Most organisms on Earth have circadian clocks. In mammals, the circadian pacemaker is located in the suprachiasmatic nucleus (SCN) of the brain. The SCN consists of about 20,000 neurons, and oscillatory gene expression with an approximate 24-hour period can be observed independently in each. These cell-autonomous oscillations of gene expression are controlled by delayed negative feedback regulation of circadian clock genes, and function as a circadian clock to regulate the behavioral and physiological rhythms of organisms.
One of the important properties of circadian clocks is the response to light signals, which enables organisms to become entrained to the 24-hour light-dark cycle on Earth. It has been shown that circadian clocks respond to light signals during the night, whereas they do not respond to such signals during the daytime. This holds true even when an organism is kept in complete darkness; a short light pulse does not change the time of the circadian clock when body time of the individual is at daytime. The time period in which the circadian clock is insensitive to light signals is referred to as the "dead zone". Previous studies have indicated that the presence of a dead zone improves the robustness of the clock. However, the mechanism underlying its generation is unclear.
Researchers from Kanazawa University used mathematical modeling and computer simulations to elucidate the mechanism underlying dead-zone generation. Different species have different light-response mechanisms. For example, in the circadian clock system of the fruit fly Drosophila, light signals induce degradation of the circadian repressor protein TIMELESS. In contrast, in mammals, light signals are perceived by the eyes and induce expression of the circadian clock gene Period within the SCN. These differences led researchers from Kanazawa University to question whether the mechanisms for dead-zone generation in these two species are common or distinct.
To address this question, the researchers utilized a mathematical model called the Goodwin Model. This model was used to describe a negative feedback loop in the circadian clock system by considering the concentrations of mRNA and protein as variables. Numerical simulations demonstrated that saturation of transcription of Timeless mRNA induces the generation of a daytime dead zone in the Drosophila circadian clock. In the mammalian circadian clock, saturation of translation, rather than transcription, of PERIOD protein generates a dead zone. Computer simulations demonstrated that saturation of these reactions nullifies the effect of light signals only during the daytime. Thus, saturation of the synthesis of a repressor protein in the negative feedback loop that regulates circadian oscillation may be a conserved mechanism for generating daytime dead zones among different species.

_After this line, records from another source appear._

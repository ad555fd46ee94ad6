//! In-process store with the same unique, foreign key and cascade rules as the SQL schema.

use super::{constraints, Store};
use crate::error::StoreError;
use crate::model::{
    Course, NewCourse, NewProject, NewUser, Project, ProjectChanges, ProjectWithOwner, User,
    UserChanges, UserWithProjects,
};
use async_trait::async_trait;
use std::collections::BTreeMap;
use std::sync::{Mutex, MutexGuard};

#[derive(Debug, Default)]
struct Tables {
    users: BTreeMap<i64, User>,
    projects: BTreeMap<i64, Project>,
    courses: BTreeMap<i64, Course>,
    next_user: i64,
    next_project: i64,
    next_course: i64,
}

fn next_id(counter: &mut i64) -> i64 {
    *counter += 1;
    *counter
}

impl Tables {
    /// Unique checks for `candidate`, ignoring the row being replaced.
    fn check_user_unique(&self, candidate: &User) -> Result<(), StoreError> {
        for u in self.users.values().filter(|u| u.id != candidate.id) {
            if u.email == candidate.email {
                return Err(StoreError::UniqueViolation(constraints::USERS_EMAIL.into()));
            }
            if u.student_id == candidate.student_id {
                return Err(StoreError::UniqueViolation(constraints::USERS_STUDENT_ID.into()));
            }
        }
        Ok(())
    }

    fn check_owner(&self, owner_id: i64) -> Result<(), StoreError> {
        if self.users.contains_key(&owner_id) {
            Ok(())
        } else {
            Err(StoreError::ForeignKeyViolation(constraints::PROJECTS_OWNER.into()))
        }
    }

    fn projects_of(&self, owner_id: i64) -> Vec<Project> {
        self.projects
            .values()
            .filter(|p| p.owner_id == owner_id)
            .cloned()
            .collect()
    }
}

#[derive(Debug, Default)]
pub struct MemoryStore {
    tables: Mutex<Tables>,
}

impl MemoryStore {
    pub fn new() -> Self {
        Self::default()
    }

    fn tables(&self) -> MutexGuard<'_, Tables> {
        self.tables.lock().unwrap_or_else(|poisoned| poisoned.into_inner())
    }
}

#[async_trait]
impl Store for MemoryStore {
    async fn ping(&self) -> Result<(), StoreError> {
        Ok(())
    }

    async fn list_users(&self) -> Result<Vec<User>, StoreError> {
        Ok(self.tables().users.values().cloned().collect())
    }

    async fn get_user(&self, id: i64) -> Result<Option<User>, StoreError> {
        Ok(self.tables().users.get(&id).cloned())
    }

    async fn get_user_with_projects(&self, id: i64) -> Result<Option<UserWithProjects>, StoreError> {
        let t = self.tables();
        Ok(t.users.get(&id).map(|u| UserWithProjects {
            user: u.clone(),
            projects: t.projects_of(id),
        }))
    }

    async fn create_user(&self, user: &NewUser) -> Result<User, StoreError> {
        let mut t = self.tables();
        let mut row = User {
            id: 0,
            student_id: user.student_id.clone(),
            name: user.name.clone(),
            email: user.email.clone(),
            age: user.age,
        };
        t.check_user_unique(&row)?;
        row.id = next_id(&mut t.next_user);
        t.users.insert(row.id, row.clone());
        Ok(row)
    }

    async fn replace_user(&self, id: i64, user: &NewUser) -> Result<Option<User>, StoreError> {
        let mut t = self.tables();
        if !t.users.contains_key(&id) {
            return Ok(None);
        }
        let row = User {
            id,
            student_id: user.student_id.clone(),
            name: user.name.clone(),
            email: user.email.clone(),
            age: user.age,
        };
        t.check_user_unique(&row)?;
        t.users.insert(id, row.clone());
        Ok(Some(row))
    }

    async fn patch_user(&self, id: i64, changes: &UserChanges) -> Result<Option<User>, StoreError> {
        let mut t = self.tables();
        let Some(mut row) = t.users.get(&id).cloned() else {
            return Ok(None);
        };
        changes.apply(&mut row);
        t.check_user_unique(&row)?;
        t.users.insert(id, row.clone());
        Ok(Some(row))
    }

    async fn delete_user(&self, id: i64) -> Result<bool, StoreError> {
        let mut t = self.tables();
        if t.users.remove(&id).is_none() {
            return Ok(false);
        }
        t.projects.retain(|_, p| p.owner_id != id);
        Ok(true)
    }

    async fn list_projects(&self) -> Result<Vec<Project>, StoreError> {
        Ok(self.tables().projects.values().cloned().collect())
    }

    async fn list_projects_for_owner(&self, owner_id: i64) -> Result<Vec<Project>, StoreError> {
        Ok(self.tables().projects_of(owner_id))
    }

    async fn get_project_with_owner(&self, id: i64) -> Result<Option<ProjectWithOwner>, StoreError> {
        let t = self.tables();
        let Some(project) = t.projects.get(&id) else {
            return Ok(None);
        };
        Ok(t.users.get(&project.owner_id).map(|owner| ProjectWithOwner {
            project: project.clone(),
            owner: owner.clone(),
        }))
    }

    async fn create_project(&self, project: &NewProject) -> Result<Project, StoreError> {
        let mut t = self.tables();
        t.check_owner(project.owner_id)?;
        let row = Project {
            id: next_id(&mut t.next_project),
            name: project.name.clone(),
            description: project.description.clone(),
            owner_id: project.owner_id,
        };
        t.projects.insert(row.id, row.clone());
        Ok(row)
    }

    async fn replace_project(&self, id: i64, project: &NewProject) -> Result<Option<Project>, StoreError> {
        let mut t = self.tables();
        if !t.projects.contains_key(&id) {
            return Ok(None);
        }
        t.check_owner(project.owner_id)?;
        let row = Project {
            id,
            name: project.name.clone(),
            description: project.description.clone(),
            owner_id: project.owner_id,
        };
        t.projects.insert(id, row.clone());
        Ok(Some(row))
    }

    async fn patch_project(&self, id: i64, changes: &ProjectChanges) -> Result<Option<Project>, StoreError> {
        let mut t = self.tables();
        Ok(t.projects.get_mut(&id).map(|row| {
            changes.apply(row);
            row.clone()
        }))
    }

    async fn create_course(&self, course: &NewCourse) -> Result<Course, StoreError> {
        let mut t = self.tables();
        if t.courses.values().any(|c| c.code == course.code) {
            return Err(StoreError::UniqueViolation(constraints::COURSES_CODE.into()));
        }
        let row = Course {
            id: next_id(&mut t.next_course),
            code: course.code.clone(),
            name: course.name.clone(),
            credits: course.credits,
        };
        t.courses.insert(row.id, row.clone());
        Ok(row)
    }

    async fn list_courses(&self, limit: u32, offset: u32) -> Result<Vec<Course>, StoreError> {
        Ok(self
            .tables()
            .courses
            .values()
            .skip(offset as usize)
            .take(limit as usize)
            .cloned()
            .collect())
    }
}

#[cfg(test)]
mod tests {
    use super::*;

    fn new_user(n: u32) -> NewUser {
        NewUser {
            student_id: format!("S{:07}", n),
            name: format!("Student {n}"),
            email: format!("s{n}@uni.edu"),
            age: 20,
        }
    }

    #[tokio::test]
    async fn duplicate_email_is_rejected_and_not_stored() {
        let store = MemoryStore::new();
        store.create_user(&new_user(1)).await.unwrap();
        let mut dup = new_user(2);
        dup.email = "s1@uni.edu".into();
        match store.create_user(&dup).await {
            Err(StoreError::UniqueViolation(c)) => assert_eq!(c, constraints::USERS_EMAIL),
            other => panic!("unexpected {other:?}"),
        }
        assert_eq!(store.list_users().await.unwrap().len(), 1);
    }

    #[tokio::test]
    async fn replace_may_keep_own_unique_values() {
        let store = MemoryStore::new();
        let u = store.create_user(&new_user(1)).await.unwrap();
        let mut same = new_user(1);
        same.name = "Renamed".into();
        let r = store.replace_user(u.id, &same).await.unwrap().unwrap();
        assert_eq!(r.name, "Renamed");
    }

    #[tokio::test]
    async fn patch_conflict_leaves_row_untouched() {
        let store = MemoryStore::new();
        let a = store.create_user(&new_user(1)).await.unwrap();
        store.create_user(&new_user(2)).await.unwrap();
        let changes = UserChanges {
            student_id: Some("S0000002".into()),
            name: Some("Changed".into()),
            ..Default::default()
        };
        assert!(store.patch_user(a.id, &changes).await.is_err());
        assert_eq!(store.get_user(a.id).await.unwrap(), Some(a));
    }

    #[tokio::test]
    async fn delete_cascades_to_projects() {
        let store = MemoryStore::new();
        let a = store.create_user(&new_user(1)).await.unwrap();
        let b = store.create_user(&new_user(2)).await.unwrap();
        for owner in [a.id, a.id, b.id] {
            store
                .create_project(&NewProject { name: "p".into(), description: None, owner_id: owner })
                .await
                .unwrap();
        }
        assert!(store.delete_user(a.id).await.unwrap());
        let left = store.list_projects().await.unwrap();
        assert_eq!(left.len(), 1);
        assert_eq!(left[0].owner_id, b.id);
        assert!(!store.delete_user(a.id).await.unwrap());
    }

    #[tokio::test]
    async fn project_requires_existing_owner() {
        let store = MemoryStore::new();
        let err = store
            .create_project(&NewProject { name: "p".into(), description: None, owner_id: 42 })
            .await
            .unwrap_err();
        assert!(matches!(err, StoreError::ForeignKeyViolation(_)));
    }

    #[tokio::test]
    async fn courses_page_by_id() {
        let store = MemoryStore::new();
        for code in ["A1", "B2", "C3"] {
            store
                .create_course(&NewCourse { code: code.into(), name: "n".into(), credits: 3 })
                .await
                .unwrap();
        }
        let page = store.list_courses(1, 1).await.unwrap();
        assert_eq!(page.len(), 1);
        assert_eq!(page[0].code, "B2");
        assert!(store.list_courses(10, 5).await.unwrap().is_empty());
    }
}
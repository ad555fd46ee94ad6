//! HTTP handlers for users, projects and courses.

pub mod courses;
pub mod projects;
pub mod users;
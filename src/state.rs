//! Shared application state for all routes.

use crate::store::Store;
use std::sync::Arc;

#[derive(Clone)]
pub struct AppState {
    pub store: Arc<dyn Store>,
}

impl AppState {
    pub fn new(store: impl Store + 'static) -> Self {
        Self {
            store: Arc::new(store),
        }
    }
}
use crate::error::AppError;
use crate::extractors::ValidJson;
use crate::model::{Course, NewCourse};
use crate::response::created;
use crate::schema::{CourseCreate, CourseListQuery};
use crate::state::AppState;
use axum::{
    extract::{rejection::QueryRejection, Query, State},
    http::StatusCode,
    Json,
};

pub async fn create(
    State(state): State<AppState>,
    ValidJson(body): ValidJson<CourseCreate>,
) -> Result<(StatusCode, Json<Course>), AppError> {
    let course = state
        .store
        .create_course(&NewCourse::from(body))
        .await
        .map_err(|e| e.into_app("Course already exists"))?;
    tracing::info!(id = course.id, code = %course.code, "course created");
    Ok(created(course))
}

/// Ordered by id; `limit` defaults to 10 and `offset` to 0.
pub async fn list(
    State(state): State<AppState>,
    query: Result<Query<CourseListQuery>, QueryRejection>,
) -> Result<Json<Vec<Course>>, AppError> {
    let Query(query) = query.map_err(|e| AppError::BadRequest(e.body_text()))?;
    let courses = state.store.list_courses(query.limit(), query.offset()).await?;
    Ok(Json(courses))
}
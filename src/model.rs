//! Persisted entities and the write payloads the store accepts.

use serde::{Deserialize, Serialize};

#[derive(Clone, Debug, PartialEq, Eq, Serialize, Deserialize, sqlx::FromRow)]
pub struct User {
    pub id: i64,
    pub student_id: String,
    pub name: String,
    pub email: String,
    pub age: i32,
}

#[derive(Clone, Debug, PartialEq, Eq, Serialize, Deserialize, sqlx::FromRow)]
pub struct Project {
    pub id: i64,
    pub name: String,
    pub description: Option<String>,
    pub owner_id: i64,
}

#[derive(Clone, Debug, PartialEq, Eq, Serialize, Deserialize, sqlx::FromRow)]
pub struct Course {
    pub id: i64,
    pub code: String,
    pub name: String,
    pub credits: i32,
}

/// Project read with its owner joined in.
#[derive(Clone, Debug, PartialEq, Eq, Serialize, Deserialize)]
pub struct ProjectWithOwner {
    #[serde(flatten)]
    pub project: Project,
    pub owner: User,
}

/// User read with every project it owns.
#[derive(Clone, Debug, PartialEq, Eq, Serialize, Deserialize)]
pub struct UserWithProjects {
    #[serde(flatten)]
    pub user: User,
    pub projects: Vec<Project>,
}

#[derive(Clone, Debug, PartialEq, Eq)]
pub struct NewUser {
    pub student_id: String,
    pub name: String,
    pub email: String,
    pub age: i32,
}

#[derive(Clone, Debug, PartialEq, Eq)]
pub struct NewProject {
    pub name: String,
    pub description: Option<String>,
    pub owner_id: i64,
}

#[derive(Clone, Debug, PartialEq, Eq)]
pub struct NewCourse {
    pub code: String,
    pub name: String,
    pub credits: i32,
}

/// Fields to overwrite on a user; `None` leaves the column untouched.
#[derive(Clone, Debug, Default, PartialEq, Eq)]
pub struct UserChanges {
    pub student_id: Option<String>,
    pub name: Option<String>,
    pub email: Option<String>,
    pub age: Option<i32>,
}

impl UserChanges {
    pub fn apply(&self, user: &mut User) {
        if let Some(v) = &self.student_id {
            user.student_id = v.clone();
        }
        if let Some(v) = &self.name {
            user.name = v.clone();
        }
        if let Some(v) = &self.email {
            user.email = v.clone();
        }
        if let Some(v) = self.age {
            user.age = v;
        }
    }
}

/// Fields to overwrite on a project. `description: Some(None)` clears it.
#[derive(Clone, Debug, Default, PartialEq, Eq)]
pub struct ProjectChanges {
    pub name: Option<String>,
    pub description: Option<Option<String>>,
}

impl ProjectChanges {
    pub fn apply(&self, project: &mut Project) {
        if let Some(v) = &self.name {
            project.name = v.clone();
        }
        if let Some(v) = &self.description {
            project.description = v.clone();
        }
    }
}
//! campus-api: CRUD REST backend for users, projects and courses.

pub mod config;
pub mod error;
pub mod extractors;
pub mod handlers;
pub mod migration;
pub mod model;
pub mod response;
pub mod routes;
pub mod schema;
pub mod state;
pub mod store;

pub use config::AppConfig;
pub use error::{AppError, ConfigError, FieldError, StoreError};
pub use migration::apply_schema;
pub use routes::{app, common_routes, course_routes, project_routes, user_routes};
pub use state::AppState;
pub use store::{ensure_database_exists, MemoryStore, PgStore, Store};
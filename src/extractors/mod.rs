//! Request extractors that turn framework rejections into [`AppError`]s.

use crate::error::{AppError, FieldError};
use crate::schema::Validate;
use async_trait::async_trait;
use axum::{
    extract::{rejection::JsonRejection, FromRequest, Request},
    http::StatusCode,
    Json,
};
use serde::de::DeserializeOwned;

/// JSON body that has been deserialized and passed [`Validate`].
/// Malformed bodies and rule violations are both reported as 422. Bodies
/// that cannot be read at all (over the size limit, aborted) are not.
#[derive(Debug)]
pub struct ValidJson<T>(pub T);

#[async_trait]
impl<T, S> FromRequest<S> for ValidJson<T>
where
    T: DeserializeOwned + Validate + Send,
    S: Send + Sync,
{
    type Rejection = AppError;

    async fn from_request(req: Request, state: &S) -> Result<Self, Self::Rejection> {
        let Json(value) = Json::<T>::from_request(req, state)
            .await
            .map_err(rejection_to_error)?;
        value.validate()?;
        Ok(ValidJson(value))
    }
}

fn rejection_to_error(rejection: JsonRejection) -> AppError {
    match rejection {
        JsonRejection::BytesRejection(_) if rejection.status() == StatusCode::PAYLOAD_TOO_LARGE => {
            AppError::PayloadTooLarge(rejection.body_text())
        }
        JsonRejection::BytesRejection(_) => AppError::BadRequest(rejection.body_text()),
        _ => AppError::Validation(vec![FieldError::new("body", rejection.body_text())]),
    }
}

/// Parse an integer primary key from a path segment.
pub fn parse_id(id_str: &str) -> Result<i64, AppError> {
    id_str
        .trim()
        .parse()
        .map_err(|_| AppError::BadRequest("invalid id".into()))
}
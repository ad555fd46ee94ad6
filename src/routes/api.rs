//! Entity routes. Update and delete live under verb-named segments
//! (`/update/:id`, `/patch/:id`, `/delete/:id`).

use crate::handlers::{courses, projects, users};
use crate::state::AppState;
use axum::{
    routing::{delete, get, patch, put},
    Router,
};

pub fn user_routes(state: AppState) -> Router {
    Router::new()
        .route("/users", get(users::list).post(users::create))
        .route("/users/:id", get(users::read))
        .route(
            "/users/:id/projects",
            get(users::list_projects).post(users::create_project),
        )
        .route("/users/update/:id", put(users::replace))
        .route("/users/patch/:id", patch(users::patch))
        .route("/users/delete/:id", delete(users::delete))
        .with_state(state)
}

pub fn project_routes(state: AppState) -> Router {
    Router::new()
        .route("/projects", get(projects::list).post(projects::create))
        .route("/projects/:id", get(projects::read))
        .route("/projects/update/:id", put(projects::replace))
        .route("/projects/patch/:id", patch(projects::patch))
        .with_state(state)
}

pub fn course_routes(state: AppState) -> Router {
    Router::new()
        .route("/courses", get(courses::list).post(courses::create))
        .with_state(state)
}
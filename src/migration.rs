//! Table DDL applied at startup. Idempotent: every statement is IF NOT EXISTS.

use crate::error::StoreError;
use sqlx::PgPool;

const DDL: &[&str] = &[
    r#"
    CREATE TABLE IF NOT EXISTS users (
        id BIGSERIAL PRIMARY KEY,
        student_id TEXT NOT NULL,
        name TEXT NOT NULL,
        email TEXT NOT NULL,
        age INTEGER NOT NULL,
        CONSTRAINT users_student_id_key UNIQUE (student_id),
        CONSTRAINT users_email_key UNIQUE (email)
    )
    "#,
    r#"
    CREATE TABLE IF NOT EXISTS projects (
        id BIGSERIAL PRIMARY KEY,
        name TEXT NOT NULL,
        description TEXT,
        owner_id BIGINT NOT NULL,
        CONSTRAINT projects_owner_id_fkey FOREIGN KEY (owner_id)
            REFERENCES users (id) ON DELETE CASCADE
    )
    "#,
    "CREATE INDEX IF NOT EXISTS projects_owner_id_idx ON projects (owner_id)",
    r#"
    CREATE TABLE IF NOT EXISTS courses (
        id BIGSERIAL PRIMARY KEY,
        code TEXT NOT NULL,
        name TEXT NOT NULL,
        credits INTEGER NOT NULL,
        CONSTRAINT courses_code_key UNIQUE (code)
    )
    "#,
];

/// Create the users, projects and courses tables if they are missing.
pub async fn apply_schema(pool: &PgPool) -> Result<(), StoreError> {
    let mut tx = pool.begin().await?;
    for stmt in DDL {
        sqlx::query(stmt).execute(&mut *tx).await?;
    }
    tx.commit().await?;
    tracing::info!("schema ready");
    Ok(())
}
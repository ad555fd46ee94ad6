use super::{Checks, Patch, Validate};
use crate::error::AppError;
use crate::model::{NewProject, ProjectChanges};
use serde::Deserialize;

const NAME_MIN: usize = 1;
const NAME_MAX: usize = 255;
const DESCRIPTION_MAX: usize = 2000;

fn check_description(c: &mut Checks, description: Option<&String>) {
    if let Some(d) = description {
        c.length("description", d, 0, DESCRIPTION_MAX);
    }
}

/// Flat create (`owner_id` in the body); also the full-replace payload.
#[derive(Clone, Debug, Deserialize)]
pub struct ProjectCreate {
    pub name: String,
    #[serde(default)]
    pub description: Option<String>,
    pub owner_id: i64,
}

impl Validate for ProjectCreate {
    fn validate(&self) -> Result<(), AppError> {
        let mut c = Checks::new();
        c.length("name", &self.name, NAME_MIN, NAME_MAX);
        check_description(&mut c, self.description.as_ref());
        c.finish()
    }
}

impl From<ProjectCreate> for NewProject {
    fn from(p: ProjectCreate) -> Self {
        NewProject {
            name: p.name,
            description: p.description,
            owner_id: p.owner_id,
        }
    }
}

/// Nested create under `/api/users/{id}/projects`; the owner comes from the path.
#[derive(Clone, Debug, Deserialize)]
pub struct ProjectCreateForUser {
    pub name: String,
    #[serde(default)]
    pub description: Option<String>,
}

impl Validate for ProjectCreateForUser {
    fn validate(&self) -> Result<(), AppError> {
        let mut c = Checks::new();
        c.length("name", &self.name, NAME_MIN, NAME_MAX);
        check_description(&mut c, self.description.as_ref());
        c.finish()
    }
}

impl ProjectCreateForUser {
    pub fn owned_by(self, owner_id: i64) -> NewProject {
        NewProject {
            name: self.name,
            description: self.description,
            owner_id,
        }
    }
}

/// Partial update. `description: null` clears the description.
#[derive(Clone, Debug, Default, Deserialize)]
pub struct ProjectUpdate {
    #[serde(default)]
    pub name: Patch<String>,
    #[serde(default)]
    pub description: Patch<String>,
}

impl Validate for ProjectUpdate {
    fn validate(&self) -> Result<(), AppError> {
        let mut c = Checks::new();
        c.not_null("name", &self.name);
        if let Patch::Value(v) = &self.name {
            c.length("name", v, NAME_MIN, NAME_MAX);
        }
        if let Patch::Value(v) = &self.description {
            check_description(&mut c, Some(v));
        }
        c.finish()
    }
}

impl From<ProjectUpdate> for ProjectChanges {
    fn from(p: ProjectUpdate) -> Self {
        ProjectChanges {
            name: p.name.value(),
            description: p.description.into_nullable(),
        }
    }
}

#[cfg(test)]
mod tests {
    use super::*;
    use serde_json::json;

    #[test]
    fn description_is_optional_and_bounded() {
        let p: ProjectCreate = serde_json::from_value(json!({ "name": "Thesis", "owner_id": 1 })).unwrap();
        assert!(p.validate().is_ok());
        assert_eq!(p.description, None);

        let long = "x".repeat(DESCRIPTION_MAX + 1);
        let p: ProjectCreate =
            serde_json::from_value(json!({ "name": "Thesis", "description": long, "owner_id": 1 })).unwrap();
        assert!(p.validate().is_err());
    }

    #[test]
    fn empty_name_rejected() {
        let p: ProjectCreateForUser = serde_json::from_value(json!({ "name": "" })).unwrap();
        assert!(p.validate().is_err());
    }

    #[test]
    fn update_changes_only_supplied_fields() {
        let p: ProjectUpdate = serde_json::from_value(json!({ "description": "v2" })).unwrap();
        assert!(p.validate().is_ok());
        let ch = ProjectChanges::from(p);
        assert_eq!(ch.name, None);
        assert_eq!(ch.description, Some(Some("v2".to_string())));
    }

    #[test]
    fn update_null_description_clears_but_null_name_fails() {
        let p: ProjectUpdate = serde_json::from_value(json!({ "description": null })).unwrap();
        assert!(p.validate().is_ok());
        assert_eq!(ProjectChanges::from(p).description, Some(None));

        let p: ProjectUpdate = serde_json::from_value(json!({ "name": null })).unwrap();
        assert!(p.validate().is_err());
    }
}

[Significance and future prospects]
The dead zone is considered to be important for robust entrainment of circadian clocks to light-dark cycles. The present study shows that, in principle, even single neurons can realize a dead zone. This finding suggests that the fundamental properties of circadian clocks are determined at the single-cell level.
Entrainment of the circadian clock to light-dark cycles is fundamental to human health. For example, a mismatch between clock time within the body and the time in a local place can cause jet-lag. Thus, studying the response of the circadian clock to light signals is essential in order to understand one of the most common biological clocks on Earth, which may have medical utility.